> **Task details**
Lines in which "BackendStatus" appears should be pulled from the data below.

> **Task material**
________________

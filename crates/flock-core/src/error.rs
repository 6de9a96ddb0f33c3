//! Error types for the flock ports and configuration.

use std::path::PathBuf;
use std::time::Duration;

use thiserror::Error;

/// Transient failure from the provisioning backend.
///
/// Always contained within the tick that raised it; the next tick retries
/// whatever condition led to the call.
#[derive(Debug, Error)]
pub enum ProvisionError {
    #[error("launch failed for {worker_id}: {reason}")]
    Launch { worker_id: String, reason: String },

    #[error("terminate failed for {worker_id}: {reason}")]
    Terminate { worker_id: String, reason: String },

    #[error("status query failed for {worker_id}: {reason}")]
    Status { worker_id: String, reason: String },

    #[error("endpoint query failed for {worker_id}: {reason}")]
    Endpoint { worker_id: String, reason: String },

    #[error("{op} timed out after {after:?}")]
    Timeout { op: &'static str, after: Duration },
}

/// A health probe that could not produce an answer.
///
/// Callers treat every variant exactly like an unhealthy response.
#[derive(Debug, Error)]
pub enum HealthCheckError {
    #[error("connect to {endpoint} failed: {reason}")]
    Connect { endpoint: String, reason: String },

    #[error("request to {endpoint} failed: {reason}")]
    Request { endpoint: String, reason: String },

    #[error("health check timed out after {0:?}")]
    Timeout(Duration),
}

/// Errors loading or validating the fleet configuration.
#[derive(Debug, Error)]
pub enum ConfigError {
    #[error("failed to read config {path}: {source}")]
    Read {
        path: PathBuf,
        #[source]
        source: std::io::Error,
    },

    #[error("failed to parse config: {0}")]
    Parse(#[from] toml::de::Error),

    #[error("failed to render config: {0}")]
    Render(#[from] toml::ser::Error),

    #[error("invalid config: {0}")]
    Invalid(String),
}
impl FleetRegistry {
    pub fn new() -> Self {
        Self::default()
    }

    /// Insert a record. Fails if the id is already present.
    pub fn add(&self, record: WorkerRecord) -> RegistryResult<()> {
        let mut records = self.lock();
        if records.contains_key(&record.id) {
            return Err(RegistryError::DuplicateId(record.id));
        }
        debug!(worker_id = %record.id, phase = ?record.phase, "worker registered");
        records.insert(record.id.clone(), record);
        Ok(())
    }

    /// Remove and return a record.
    pub fn remove(&self, id: &str) -> RegistryResult<WorkerRecord> {
        let removed = self
            .lock()
            .remove(id)
            .ok_or_else(|| RegistryError::NotFound(id.to_string()))?;
        debug!(worker_id = %id, phase = ?removed.phase, "worker deregistered");
        Ok(removed)
    }

    pub fn get(&self, id: &str) -> Option<WorkerRecord> {
        self.lock().get(id).cloned()
    }

    /// Snapshot of every record, in id order.
    pub fn list_all(&self) -> Vec<WorkerRecord> {
        self.lock().values().cloned().collect()
    }

    pub fn len(&self) -> usize {
        self.lock().len()
    }

    pub fn is_empty(&self) -> bool {
        self.lock().is_empty()
    }

    pub fn count_by_phase(&self, phase: WorkerPhase) -> usize {
        self.lock().values().filter(|r| r.phase == phase).count()
    }

    /// Per-phase counts and Ready load from one critical section.
    pub fn census(&self) -> FleetCensus {
        let records = self.lock();
        let mut census = FleetCensus::default();
        for record in records.values() {
            census.tally(record);
        }
        census
    }

    /// The least-loaded Ready worker with headroom; lowest id breaks ties.
    ///
    /// `None` is the admission-control signal: nothing can take work now.
    pub fn pick_available(&self) -> Option<WorkerRecord> {
        self.lock()
            .values()
            .filter(|r| r.is_available())
            .min_by_key(|r| r.in_flight)
            .cloned()
    }

    /// Atomically claim one unit of capacity on a Ready worker.
    ///
    /// Returns `false` if the worker is missing, not Ready, or full.
    pub fn try_reserve(&self, id: &str) -> bool {
        let mut records = self.lock();
        match records.get_mut(id) {
            Some(record) if record.is_available() => {
                record.in_flight += 1;
                true
            }
            _ => false,
        }
    }

    /// Return one unit of capacity.
    ///
    /// Releasing a worker with nothing in flight is an accounting bug in
    /// the caller; it is reported and the record is left unchanged.
    pub fn release(&self, id: &str) -> RegistryResult<()> {
        let mut records = self.lock();
        let record = records
            .get_mut(id)
            .ok_or_else(|| RegistryError::NotFound(id.to_string()))?;
        if record.in_flight == 0 {
            return Err(RegistryError::OverRelease(id.to_string()));
        }
        record.in_flight -= 1;
        Ok(())
    }

    /// Current `in_flight` of a worker.
    pub fn in_flight(&self, id: &str) -> Option<u32> {
        self.lock().get(id).map(|r| r.in_flight)
    }

    /// `{prefix}-{n}` for the smallest `n` not currently registered.
    pub fn next_worker_id(&self, prefix: &str) -> WorkerId {
        let records = self.lock();
        (0u64..)
            .map(|n| format!("{prefix}-{n}"))
            .find(|id| !records.contains_key(id))
            .unwrap_or_else(|| format!("{prefix}-{}", records.len()))
    }

    /// Record the endpoint of a worker that is still coming up and move it
    /// to `Initializing`.
    ///
    /// Returns `false` if the worker has moved on (e.g. started draining)
    /// since the caller's snapshot.
    pub fn mark_initializing(&self, id: &str, endpoint: &str) -> RegistryResult<bool> {
        let mut records = self.lock();
        let record = records
            .get_mut(id)
            .ok_or_else(|| RegistryError::NotFound(id.to_string()))?;
        if !record.phase.is_spinning_up() {
            return Ok(false);
        }
        record.endpoint = Some(endpoint.to_string());
        record.set_phase(WorkerPhase::Initializing);
        Ok(true)
    }

    /// Fold one probe result into a worker's health state.
    pub fn record_probe(
        &self,
        id: &str,
        healthy: bool,
        max_failures: u32,
    ) -> RegistryResult<ProbeApplied> {
        let mut records = self.lock();
        let record = records
            .get_mut(id)
            .ok_or_else(|| RegistryError::NotFound(id.to_string()))?;
        let previous = record.phase;
        record.apply_probe(healthy, max_failures);
        Ok(ProbeApplied {
            previous,
            record: record.clone(),
        })
    }

    /// Move a Ready worker to `Terminating` so dispatch stops choosing it.
    pub fn begin_drain(&self, id: &str) -> RegistryResult<()> {
        let mut records = self.lock();
        let record = records
            .get_mut(id)
            .ok_or_else(|| RegistryError::NotFound(id.to_string()))?;
        if record.phase != WorkerPhase::Ready {
            return Err(RegistryError::InvalidTransition {
                id: id.to_string(),
                from: record.phase,
                to: WorkerPhase::Terminating,
            });
        }
        record.set_phase(WorkerPhase::Terminating);
        Ok(())
    }

    /// Move a worker to `Terminating` only if it is still in `phase`.
    ///
    /// Used by evictions decided on a snapshot that may be stale by the
    /// time they run. The record keeps its id reserved until the caller
    /// removes it once the backend has let go of the worker.
    pub fn begin_retire(&self, id: &str, phase: WorkerPhase) -> Option<WorkerRecord> {
        let mut records = self.lock();
        match records.get_mut(id) {
            Some(record) if record.phase == phase => {
                record.set_phase(WorkerPhase::Terminating);
                Some(record.clone())
            }
            _ => None,
        }
    }

    /// The Ready worker with the lowest `in_flight`; lowest id breaks ties.
    pub fn least_loaded_ready(&self) -> Option<WorkerRecord> {
        self.lock()
            .values()
            .filter(|r| r.phase == WorkerPhase::Ready)
            .min_by_key(|r| r.in_flight)
            .cloned()
    }

    fn lock(&self) -> MutexGuard<'_, BTreeMap<WorkerId, WorkerRecord>> {
        self.records.lock().unwrap_or_else(PoisonError::into_inner)
    }
}
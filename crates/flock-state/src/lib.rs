//! flock-state: the fleet registry.
//!
//! [`FleetRegistry`] is the single source of truth for every worker the
//! control plane knows about. It is `Clone` + `Send` + `Sync` (backed by
//! `Arc<Mutex<..>>`) and is handed to the health monitor, the autoscaler,
//! and the dispatcher at construction time.
//!
//! # Concurrency
//!
//! Every operation is one critical section that never suspends, so
//! check-and-act sequences (`try_reserve`, `release`, probe folding, phase
//! transitions) are atomic with respect to each other. Readers get owned
//! snapshots, never references into the map.

pub mod error;
pub mod registry;
pub mod types;

pub use error::{RegistryError, RegistryResult};
pub use registry::{FleetRegistry, ProbeApplied};
pub use types::*;
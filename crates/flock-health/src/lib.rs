//! flock-health: health checking and self-healing for the worker fleet.
//!
//! Provides the HTTP [`HealthPort`](flock_core::HealthPort) adapter and the
//! [`HealthMonitor`] tick loop that walks every worker through its
//! lifecycle.
//!
//! # Architecture
//!
//! ```text
//! HealthMonitor::tick()
//!   ├── snapshot non-Terminating workers from FleetRegistry
//!   └── per worker (bounded fan-out)
//!       ├── Provisioning/Initializing without endpoint
//!       │     └── ProvisioningPort::status + get_endpoint → Initializing
//!       ├── endpoint known → HealthPort::health_check
//!       │     └── FleetRegistry::record_probe (debounced Ready/Unhealthy)
//!       └── Unhealthy past grace, or stuck Provisioning → remove + terminate
//! ```
//!
//! # Debounce
//!
//! A worker flips to `Unhealthy` only once `max_consecutive_failures`
//! probes in a row have failed. A single success restores `Ready`.
//! Probe errors and timeouts count as failures.

pub mod checker;
pub mod monitor;

pub use checker::{HttpHealthPort, http_probe};
pub use monitor::{HealthMonitor, HealthTick};
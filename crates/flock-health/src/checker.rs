//! HTTP health probe.
//!
//! Issues `GET {path}` over a fresh HTTP/1.1 connection to the worker
//! endpoint. 2xx is healthy, any other status is unhealthy, and anything
//! that prevents an answer is a [`HealthCheckError`].

use std::time::Duration;

use async_trait::async_trait;
use tracing::debug;

use flock_core::{HealthCheckError, HealthPort};

/// [`HealthPort`] backed by plain HTTP/1.1 probes.
#[derive(Debug, Clone)]
pub struct HttpHealthPort {
    path: String,
    timeout: Duration,
}

impl HttpHealthPort {
    pub fn new(path: impl Into<String>, timeout: Duration) -> Self {
        Self {
            path: path.into(),
            timeout,
        }
    }
}

#[async_trait]
impl HealthPort for HttpHealthPort {
    async fn health_check(&self, endpoint: &str) -> Result<bool, HealthCheckError> {
        http_probe(endpoint, &self.path, self.timeout).await
    }
}

/// Perform an HTTP health probe against `address` (`host:port`, an
/// optional `http://` prefix is ignored).
pub async fn http_probe(
    address: &str,
    path: &str,
    timeout: Duration,
) -> Result<bool, HealthCheckError> {
    let address = address.strip_prefix("http://").unwrap_or(address);
    let address = address.trim_end_matches('/');
    let uri = format!("http://{address}{path}");

    let probe = async {
        let stream = tokio::net::TcpStream::connect(address)
            .await
            .map_err(|e| HealthCheckError::Connect {
                endpoint: address.to_string(),
                reason: e.to_string(),
            })?;

        let io = hyper_util::rt::TokioIo::new(stream);
        let (mut sender, conn) = hyper::client::conn::http1::handshake(io)
            .await
            .map_err(|e| HealthCheckError::Connect {
                endpoint: address.to_string(),
                reason: e.to_string(),
            })?;

        // Drive the connection in the background.
        tokio::spawn(async move {
            let _ = conn.await;
        });

        let req = http::Request::builder()
            .method("GET")
            .uri(&uri)
            .header("host", address)
            .header("user-agent", "flock-health/0.1")
            .body(http_body_util::Empty::<bytes::Bytes>::new())
            .map_err(|e| HealthCheckError::Request {
                endpoint: address.to_string(),
                reason: e.to_string(),
            })?;

        let resp = sender
            .send_request(req)
            .await
            .map_err(|e| HealthCheckError::Request {
                endpoint: address.to_string(),
                reason: e.to_string(),
            })?;

        let healthy = resp.status().is_success();
        if !healthy {
            debug!(status = %resp.status(), %uri, "health probe non-2xx");
        }
        Ok::<bool, HealthCheckError>(healthy)
    };

    match tokio::time::timeout(timeout, probe).await {
        Ok(result) => result,
        Err(_) => {
            debug!(%uri, "health probe timed out");
            Err(HealthCheckError::Timeout(timeout))
        }
    }
}

#[cfg(test)]
mod tests {
    use super::*;
    use tokio::io::{AsyncReadExt, AsyncWriteExt};
    use tokio::net::TcpListener;

    /// Serve a single canned HTTP response on an ephemeral port.
    async fn serve_once(status_line: &'static str) -> String {
        let listener = TcpListener::bind("127.0.0.1:0").await.unwrap();
        let addr = listener.local_addr().unwrap().to_string();
        tokio::spawn(async move {
            if let Ok((mut socket, _)) = listener.accept().await {
                let mut buf = [0u8; 1024];
                let _ = socket.read(&mut buf).await;
                let response =
                    format!("{status_line}\r\ncontent-length: 0\r\nconnection: close\r\n\r\n");
                let _ = socket.write_all(response.as_bytes()).await;
                let _ = socket.shutdown().await;
            }
        });
        addr
    }

    #[tokio::test]
    async fn probe_2xx_is_healthy() {
        let addr = serve_once("HTTP/1.1 200 OK").await;
        let result = http_probe(&addr, "/health", Duration::from_secs(2)).await;
        assert!(result.unwrap());
    }

    #[tokio::test]
    async fn probe_5xx_is_unhealthy() {
        let addr = serve_once("HTTP/1.1 503 Service Unavailable").await;
        let result = http_probe(&addr, "/health", Duration::from_secs(2)).await;
        assert!(!result.unwrap());
    }

    #[tokio::test]
    async fn probe_accepts_http_prefix() {
        let addr = serve_once("HTTP/1.1 204 No Content").await;
        let port = HttpHealthPort::new("/health", Duration::from_secs(2));
        let result = port.health_check(&format!("http://{addr}/")).await;
        assert!(result.unwrap());
    }

    #[tokio::test]
    async fn probe_to_closed_port_is_connect_error() {
        // Bind then drop to get a port nobody listens on.
        let listener = TcpListener::bind("127.0.0.1:0").await.unwrap();
        let addr = listener.local_addr().unwrap().to_string();
        drop(listener);

        let result = http_probe(&addr, "/health", Duration::from_secs(1)).await;
        assert!(matches!(result, Err(HealthCheckError::Connect { .. })));
    }

    #[tokio::test]
    async fn probe_to_silent_server_times_out() {
        let listener = TcpListener::bind("127.0.0.1:0").await.unwrap();
        let addr = listener.local_addr().unwrap().to_string();
        tokio::spawn(async move {
            // Accept and hold the socket open without answering.
            let held = listener.accept().await;
            tokio::time::sleep(Duration::from_secs(5)).await;
            drop(held);
        });

        let result = http_probe(&addr, "/health", Duration::from_millis(100)).await;
        assert!(matches!(result, Err(HealthCheckError::Timeout(_))));
    }
}
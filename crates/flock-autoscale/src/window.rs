//! Fixed-size window of load samples.

use std::collections::VecDeque;

/// The most recent `size` load samples.
#[derive(Debug, Clone)]
pub struct LoadWindow {
    samples: VecDeque<f64>,
    size: usize,
}

impl LoadWindow {
    /// A window holding up to `size` samples (at least one).
    pub fn new(size: usize) -> Self {
        let size = size.max(1);
        Self {
            samples: VecDeque::with_capacity(size),
            size,
        }
    }

    /// Add a sample, evicting the oldest once full.
    pub fn push(&mut self, sample: f64) {
        if self.samples.len() == self.size {
            self.samples.pop_front();
        }
        self.samples.push_back(sample);
    }

    pub fn is_full(&self) -> bool {
        self.samples.len() == self.size
    }

    pub fn len(&self) -> usize {
        self.samples.len()
    }

    pub fn is_empty(&self) -> bool {
        self.samples.is_empty()
    }

    /// Arithmetic mean once the window is full; until then the most recent
    /// sample. `None` before the first sample.
    pub fn smoothed(&self) -> Option<f64> {
        if !self.is_full() {
            return self.samples.back().copied();
        }
        let sum: f64 = self.samples.iter().sum();
        Some(sum / self.samples.len() as f64)
    }
}

#[cfg(test)]
mod tests {
    use super::*;

    #[test]
    fn empty_window_has_no_value() {
        let window = LoadWindow::new(3);
        assert_eq!(window.smoothed(), None);
        assert!(window.is_empty());
    }

    #[test]
    fn partial_window_tracks_latest_sample() {
        let mut window = LoadWindow::new(3);
        window.push(10.0);
        assert_eq!(window.smoothed(), Some(10.0));
        window.push(2.0);
        assert_eq!(window.smoothed(), Some(2.0));
        assert!(!window.is_full());
    }

    #[test]
    fn full_window_averages() {
        let mut window = LoadWindow::new(3);
        for sample in [3.0, 6.0, 9.0] {
            window.push(sample);
        }
        assert_eq!(window.smoothed(), Some(6.0));

        // Oldest sample (3.0) falls out.
        window.push(12.0);
        assert_eq!(window.len(), 3);
        assert_eq!(window.smoothed(), Some(9.0));
    }

    #[test]
    fn zero_size_is_clamped() {
        let mut window = LoadWindow::new(0);
        window.push(4.0);
        window.push(5.0);
        assert!(window.is_full());
        assert_eq!(window.smoothed(), Some(5.0));
    }
}
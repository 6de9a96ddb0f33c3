//! Process provisioner: one child process per worker.
//!
//! Each worker runs the configured command with `FLOCK_WORKER_ID` and
//! `FLOCK_WORKER_PORT` in its environment and is expected to serve the
//! health path on `host:port`. Ports are handed out from `base_port`
//! upward, reusing the lowest free offset.

use std::collections::BTreeMap;
use std::process::Stdio;
use std::sync::{Arc, Mutex, MutexGuard, PoisonError};

use async_trait::async_trait;
use tokio::process::{Child, Command};
use tracing::{debug, info, warn};

use flock_core::{BackendStatus, ProvisionError, ProvisionerConfig, ProvisioningPort};

struct ProcessWorker {
    child: Child,
    port: u16,
}

/// [`ProvisioningPort`] that spawns local child processes.
#[derive(Clone)]
pub struct ProcessProvisioner {
    command: Vec<String>,
    host: String,
    base_port: u16,
    workers: Arc<Mutex<BTreeMap<String, ProcessWorker>>>,
}

impl ProcessProvisioner {
    pub fn new(config: &ProvisionerConfig) -> Self {
        Self {
            command: config.command.clone(),
            host: config.host.clone(),
            base_port: config.base_port,
            workers: Arc::new(Mutex::new(BTreeMap::new())),
        }
    }

    /// Number of child processes currently tracked.
    pub fn tracked(&self) -> usize {
        self.lock().len()
    }

    fn next_port(&self, workers: &BTreeMap<String, ProcessWorker>) -> Option<u16> {
        (0..=u16::MAX)
            .map_while(|offset| self.base_port.checked_add(offset))
            .find(|port| !workers.values().any(|w| w.port == *port))
    }

    fn lock(&self) -> MutexGuard<'_, BTreeMap<String, ProcessWorker>> {
        self.workers.lock().unwrap_or_else(PoisonError::into_inner)
    }
}

#[async_trait]
impl ProvisioningPort for ProcessProvisioner {
    async fn launch(&self, worker_id: &str) -> Result<(), ProvisionError> {
        let launch_error = |reason: String| ProvisionError::Launch {
            worker_id: worker_id.to_string(),
            reason,
        };

        let Some((program, args)) = self.command.split_first() else {
            return Err(launch_error("no worker command configured".to_string()));
        };

        let mut workers = self.lock();
        if workers.contains_key(worker_id) {
            return Err(launch_error("worker already running".to_string()));
        }
        let port = self
            .next_port(&workers)
            .ok_or_else(|| launch_error("no free port".to_string()))?;

        let child = Command::new(program)
            .args(args)
            .env("FLOCK_WORKER_ID", worker_id)
            .env("FLOCK_WORKER_PORT", port.to_string())
            .stdin(Stdio::null())
            .kill_on_drop(true)
            .spawn()
            .map_err(|e| launch_error(format!("spawn {program}: {e}")))?;

        info!(%worker_id, port, pid = child.id().unwrap_or_default(), "worker process spawned");
        workers.insert(worker_id.to_string(), ProcessWorker { child, port });
        Ok(())
    }

    async fn terminate(&self, worker_id: &str) -> Result<(), ProvisionError> {
        let removed = self.lock().remove(worker_id);
        let Some(mut worker) = removed else {
            debug!(%worker_id, "terminate for untracked worker");
            return Ok(());
        };

        if let Ok(Some(status)) = worker.child.try_wait() {
            debug!(%worker_id, %status, "worker process already exited");
            return Ok(());
        }

        worker
            .child
            .kill()
            .await
            .map_err(|e| ProvisionError::Terminate {
                worker_id: worker_id.to_string(),
                reason: e.to_string(),
            })?;
        info!(%worker_id, "worker process killed");
        Ok(())
    }

    async fn status(&self, worker_id: &str) -> Result<BackendStatus, ProvisionError> {
        let mut workers = self.lock();
        let Some(worker) = workers.get_mut(worker_id) else {
            return Ok(BackendStatus::Unknown);
        };

        match worker.child.try_wait() {
            Ok(None) => Ok(BackendStatus::Running),
            Ok(Some(status)) => {
                warn!(%worker_id, %status, "worker process exited");
                Ok(BackendStatus::Unknown)
            }
            Err(e) => Err(ProvisionError::Status {
                worker_id: worker_id.to_string(),
                reason: e.to_string(),
            }),
        }
    }

    async fn get_endpoint(&self, worker_id: &str) -> Result<Option<String>, ProvisionError> {
        let mut workers = self.lock();
        let Some(worker) = workers.get_mut(worker_id) else {
            return Ok(None);
        };

        match worker.child.try_wait() {
            Ok(None) => Ok(Some(format!("{}:{}", self.host, worker.port))),
            Ok(Some(_)) => Ok(None),
            Err(e) => Err(ProvisionError::Endpoint {
                worker_id: worker_id.to_string(),
                reason: e.to_string(),
            }),
        }
    }
}

#[cfg(all(test, unix))]
mod tests {
    use super::*;
    use std::time::Duration;

    use flock_core::ProvisionerKind;

    fn provisioner(command: &[&str]) -> ProcessProvisioner {
        ProcessProvisioner::new(&ProvisionerConfig {
            kind: ProvisionerKind::Process,
            command: command.iter().map(|s| s.to_string()).collect(),
            host: "127.0.0.1".to_string(),
            base_port: 9100,
        })
    }

    #[tokio::test]
    async fn launch_reports_running_with_endpoint() {
        let p = provisioner(&["sleep", "30"]);

        p.launch("worker-0").await.unwrap();
        p.launch("worker-1").await.unwrap();

        assert_eq!(p.status("worker-0").await.unwrap(), BackendStatus::Running);
        assert_eq!(
            p.get_endpoint("worker-0").await.unwrap().as_deref(),
            Some("127.0.0.1:9100")
        );
        assert_eq!(
            p.get_endpoint("worker-1").await.unwrap().as_deref(),
            Some("127.0.0.1:9101")
        );

        p.terminate("worker-0").await.unwrap();
        p.terminate("worker-1").await.unwrap();
        assert_eq!(p.tracked(), 0);
    }

    #[tokio::test]
    async fn terminate_frees_port_and_forgets_worker() {
        let p = provisioner(&["sleep", "30"]);
        p.launch("worker-0").await.unwrap();
        p.launch("worker-1").await.unwrap();

        p.terminate("worker-0").await.unwrap();
        assert_eq!(p.status("worker-0").await.unwrap(), BackendStatus::Unknown);
        assert_eq!(p.get_endpoint("worker-0").await.unwrap(), None);

        p.launch("worker-2").await.unwrap();
        assert_eq!(
            p.get_endpoint("worker-2").await.unwrap().as_deref(),
            Some("127.0.0.1:9100")
        );

        p.terminate("worker-1").await.unwrap();
        p.terminate("worker-2").await.unwrap();
    }

    #[tokio::test]
    async fn exited_process_is_unknown() {
        let p = provisioner(&["true"]);
        p.launch("worker-0").await.unwrap();

        let mut status = BackendStatus::Running;
        for _ in 0..50 {
            status = p.status("worker-0").await.unwrap();
            if status != BackendStatus::Running {
                break;
            }
            tokio::time::sleep(Duration::from_millis(20)).await;
        }

        assert_eq!(status, BackendStatus::Unknown);
        assert_eq!(p.get_endpoint("worker-0").await.unwrap(), None);
        p.terminate("worker-0").await.unwrap();
    }

    #[tokio::test]
    async fn launch_errors() {
        let p = provisioner(&[]);
        assert!(matches!(
            p.launch("worker-0").await,
            Err(ProvisionError::Launch { .. })
        ));

        let p = provisioner(&["/nonexistent/flock-worker"]);
        assert!(matches!(
            p.launch("worker-0").await,
            Err(ProvisionError::Launch { .. })
        ));
        assert_eq!(p.tracked(), 0);

        let p = provisioner(&["sleep", "30"]);
        p.launch("worker-0").await.unwrap();
        assert!(p.launch("worker-0").await.is_err());
        p.terminate("worker-0").await.unwrap();
    }

    #[tokio::test]
    async fn terminate_unknown_is_ok() {
        let p = provisioner(&["sleep", "30"]);
        p.terminate("ghost").await.unwrap();
    }
}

________________

> **Exercise answer**
use flock_core::{BackendStatus, ProvisionError, ProvisionerConfig, ProvisioningPort};
    async fn status(&self, worker_id: &str) -> Result<BackendStatus, ProvisionError> {
            return Ok(BackendStatus::Unknown);
            Ok(None) => Ok(BackendStatus::Running),
                Ok(BackendStatus::Unknown)
        assert_eq!(p.status("worker-0").await.unwrap(), BackendStatus::Running);
        assert_eq!(p.status("worker-0").await.unwrap(), BackendStatus::Unknown);
        let mut status = BackendStatus::Running;
            if status != BackendStatus::Running {
        assert_eq!(status, BackendStatus::Unknown);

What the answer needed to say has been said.